We landed on the topic of emotional intelligence, motivated by the very high rate of teen suicide in our county. Collaborating on a topic which hit so close to home for many of us lent a passion to our brainstorming, writing and rehearsing that I hadn’t experienced before in any other creative effort. We had a goal in mind, someone specific we wanted to speak to, and that imbued meaning into everything we did. And not only that, but it was fun. I was able to write and direct my own piece, something I had never done before, and found an inexplicable joy in it. Working with these other artists became a sort of celebration of who we were. It was also freeing to create art without much of the crippling self-doubt which usually accompanies self-expression. It wasn’t just about us. But at the same time, we were given a space to be our authentic selves.

Not to say that there weren’t challenges. Put a dozen artists in the room with different styles, ideas, backgrounds, and skill sets and ask them to make a cohesive piece, you’re going to have some conflict. I clashed with people sometimes (like, seriously, that’s the direction they wanted to go?). But it was also a cool challenge, and at times, we achieved a miraculous balance. I only have a limited number of things I can do well, and it was great to have my weak points supplemented by others’ skills and vice versa. Anytime I got stuck trying to come up with something new, there would be someone else there with a totally fresh idea that I never would have thought of.

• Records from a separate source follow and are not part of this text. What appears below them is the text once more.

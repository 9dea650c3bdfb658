//! Derives the virtual pinhole camera for a calibrated lens.
//!
//! The raw image is swept pixel by pixel through the iterative inverse of
//! the distortion model; the bounding box of the resulting ray directions on
//! the unit projection plane defines the region the undistorted output image
//! spans. Both functions are pure: identical calibration and resolution
//! always produce bit-identical results.

use crate::camera::{CameraModel, Intrinsics, PinholeModel, RadTanModel, Resolution};
use crate::undistort::UndistortError;
use nalgebra::Vector2;

/// Bounding box on the unit projection plane (z = 1) reachable from the raw
/// image.
///
/// Conservative in the sense of the dense pixel sweep: every recorded corner
/// was produced by an actual raw pixel. Near strongly distorted borders the
/// box may still cover directions no raw pixel maps to; the table builder
/// marks those destination pixels invalid rather than extrapolating.
#[derive(Debug, Clone, Copy, PartialEq)]
pub struct XyRange {
    pub x_min: f64,
    pub x_max: f64,
    pub y_min: f64,
    pub y_max: f64,
}

/// Computes the x/z, y/z range covered by valid unprojections of every raw
/// pixel.
///
/// Pixels where the iterative unprojection fails to converge are skipped;
/// the sweep only fails entirely ([`UndistortError::EmptyRange`]) when no
/// pixel at all unprojects, which indicates an unusable calibration.
pub fn compute_xy_range(calibration: &RadTanModel) -> Result<XyRange, UndistortError> {
    let resolution = calibration.get_resolution();

    let mut x_min = f64::INFINITY;
    let mut x_max = f64::NEG_INFINITY;
    let mut y_min = f64::INFINITY;
    let mut y_max = f64::NEG_INFINITY;

    for y in 0..resolution.height {
        for x in 0..resolution.width {
            let pixel = Vector2::new(x as f64, y as f64);
            let ray = match calibration.unproject(&pixel) {
                Ok(ray) => ray,
                Err(_) => continue,
            };
            if ray.z <= 0.0 {
                continue;
            }

            let px = ray.x / ray.z;
            let py = ray.y / ray.z;

            x_min = x_min.min(px);
            x_max = x_max.max(px);
            y_min = y_min.min(py);
            y_max = y_max.max(py);
        }
    }

    if !(x_max > x_min && y_max > y_min) {
        return Err(UndistortError::EmptyRange);
    }

    Ok(XyRange {
        x_min,
        x_max,
        y_min,
        y_max,
    })
}

/// Derives the virtual pinhole camera whose image exactly spans `range` at
/// the requested output resolution.
///
/// `fx = width / (x_max - x_min)`, `fy = height / (y_max - y_min)`,
/// `cx = -x_min * fx`, `cy = -y_min * fy`.
pub fn create_pinhole_from_xy_range(
    range: &XyRange,
    width: u32,
    height: u32,
) -> Result<PinholeModel, UndistortError> {
    if width == 0
        || height == 0
        || !(range.x_max > range.x_min && range.y_max > range.y_min)
        || !(range.x_min.is_finite() && range.y_min.is_finite())
    {
        return Err(UndistortError::EmptyRange);
    }

    let fx = width as f64 / (range.x_max - range.x_min);
    let fy = height as f64 / (range.y_max - range.y_min);
    let cx = -range.x_min * fx;
    let cy = -range.y_min * fy;

    Ok(PinholeModel {
        intrinsics: Intrinsics { fx, fy, cx, cy },
        resolution: Resolution { width, height },
    })
}

#[cfg(test)]
mod tests {
    use super::*;
    use approx::assert_relative_eq;
    use nalgebra::DVector;

    fn identity_model(width: u32, height: u32, fx: f64, cx: f64, cy: f64) -> RadTanModel {
        let params = DVector::from_vec(vec![
            fx, fx, cx, cy, 0.0, 0.0, 0.0, 0.0, 0.0, 0.0, 0.0, 0.0,
        ]);
        RadTanModel::new(&params, Resolution { width, height }).unwrap()
    }

    fn barrel_model(width: u32, height: u32) -> RadTanModel {
        let params = DVector::from_vec(vec![
            50.0,
            50.0,
            width as f64 / 2.0 - 0.5,
            height as f64 / 2.0 - 0.5,
            -0.1,
            0.01,
            1.0e-4,
            -2.0e-4,
            0.0,
            0.0,
            0.0,
            0.0,
        ]);
        RadTanModel::new(&params, Resolution { width, height }).unwrap()
    }

    #[test]
    fn test_xy_range_of_undistorted_camera_matches_image_edges() {
        let model = identity_model(64, 48, 50.0, 31.5, 23.5);
        let range = compute_xy_range(&model).unwrap();

        // Without distortion the range is the normalized pixel grid itself
        assert_relative_eq!(range.x_min, (0.0 - 31.5) / 50.0, epsilon = 1e-9);
        assert_relative_eq!(range.x_max, (63.0 - 31.5) / 50.0, epsilon = 1e-9);
        assert_relative_eq!(range.y_min, (0.0 - 23.5) / 50.0, epsilon = 1e-9);
        assert_relative_eq!(range.y_max, (47.0 - 23.5) / 50.0, epsilon = 1e-9);
    }

    #[test]
    fn test_create_pinhole_spans_range_exactly() {
        let range = XyRange {
            x_min: -0.5,
            x_max: 0.3,
            y_min: -0.2,
            y_max: 0.6,
        };
        let pinhole = create_pinhole_from_xy_range(&range, 320, 240).unwrap();

        assert_relative_eq!(pinhole.intrinsics.fx, 320.0 / 0.8, epsilon = 1e-12);
        assert_relative_eq!(pinhole.intrinsics.fy, 240.0 / 0.8, epsilon = 1e-12);
        assert_relative_eq!(pinhole.intrinsics.cx, 0.5 * 320.0 / 0.8, epsilon = 1e-12);
        assert_relative_eq!(pinhole.intrinsics.cy, 0.2 * 240.0 / 0.8, epsilon = 1e-12);
        assert_eq!(pinhole.resolution.width, 320);
        assert_eq!(pinhole.resolution.height, 240);
    }

    #[test]
    fn test_range_estimation_is_deterministic() {
        let model = barrel_model(64, 48);

        let first = compute_xy_range(&model).unwrap();
        let second = compute_xy_range(&model).unwrap();

        // Bit-identical, not merely close
        assert_eq!(first, second);

        let pinhole_a = create_pinhole_from_xy_range(&first, 64, 48).unwrap();
        let pinhole_b = create_pinhole_from_xy_range(&second, 64, 48).unwrap();
        assert_eq!(pinhole_a, pinhole_b);
    }

    #[test]
    fn test_round_trip_containment_without_distortion() {
        let model = identity_model(64, 48, 50.0, 31.5, 23.5);
        let range = compute_xy_range(&model).unwrap();
        let pinhole = create_pinhole_from_xy_range(&range, 64, 48).unwrap();

        for v in 0..48u32 {
            for u in 0..64u32 {
                let ray = pinhole.unproject(&Vector2::new(u as f64, v as f64)).unwrap();
                let source = model.project(&ray).unwrap();
                // Tolerance covers rounding at the exact image border
                assert!(
                    source.x >= -1e-6 && source.x <= 63.0 + 1e-6,
                    "pixel ({u}, {v}) reprojects to x = {}",
                    source.x
                );
                assert!(
                    source.y >= -1e-6 && source.y <= 47.0 + 1e-6,
                    "pixel ({u}, {v}) reprojects to y = {}",
                    source.y
                );
            }
        }
    }

    #[test]
    fn test_degenerate_range_is_rejected() {
        let range = XyRange {
            x_min: 0.1,
            x_max: 0.1,
            y_min: -0.2,
            y_max: 0.6,
        };
        assert!(matches!(
            create_pinhole_from_xy_range(&range, 320, 240),
            Err(UndistortError::EmptyRange)
        ));
    }

    #[test]
    fn test_barrel_distortion_widens_the_range() {
        let distorted = barrel_model(64, 48);
        let range = compute_xy_range(&distorted).unwrap();

        // Barrel distortion compresses the raw image, so undistorting the
        // pixel grid must reach further out than the linear model does
        let linear_x_max = (63.0 - 31.5) / 50.0;
        assert!(range.x_max > linear_x_max);
        assert!(range.x_min < -linear_x_max);
    }
}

The last couple weeks before the show would be very familiar to anyone who’s done a live production before. We scrambled, and there was a moment where it looked like this was going to be a disaster. But then, it came together. It wasn’t perfect, and there was no perfect way to tell if after weeks of thinking about our audience, we had reached them in the way we intended. Had we made any great impact, changed the course of the future for the better?

I don’t know. But in a way, it was much simpler than that. We saw a hole in our world, and we did our best to fill it, doing something we all loved. By being ourselves. 

Author: Megan Clum. December 14, 2020.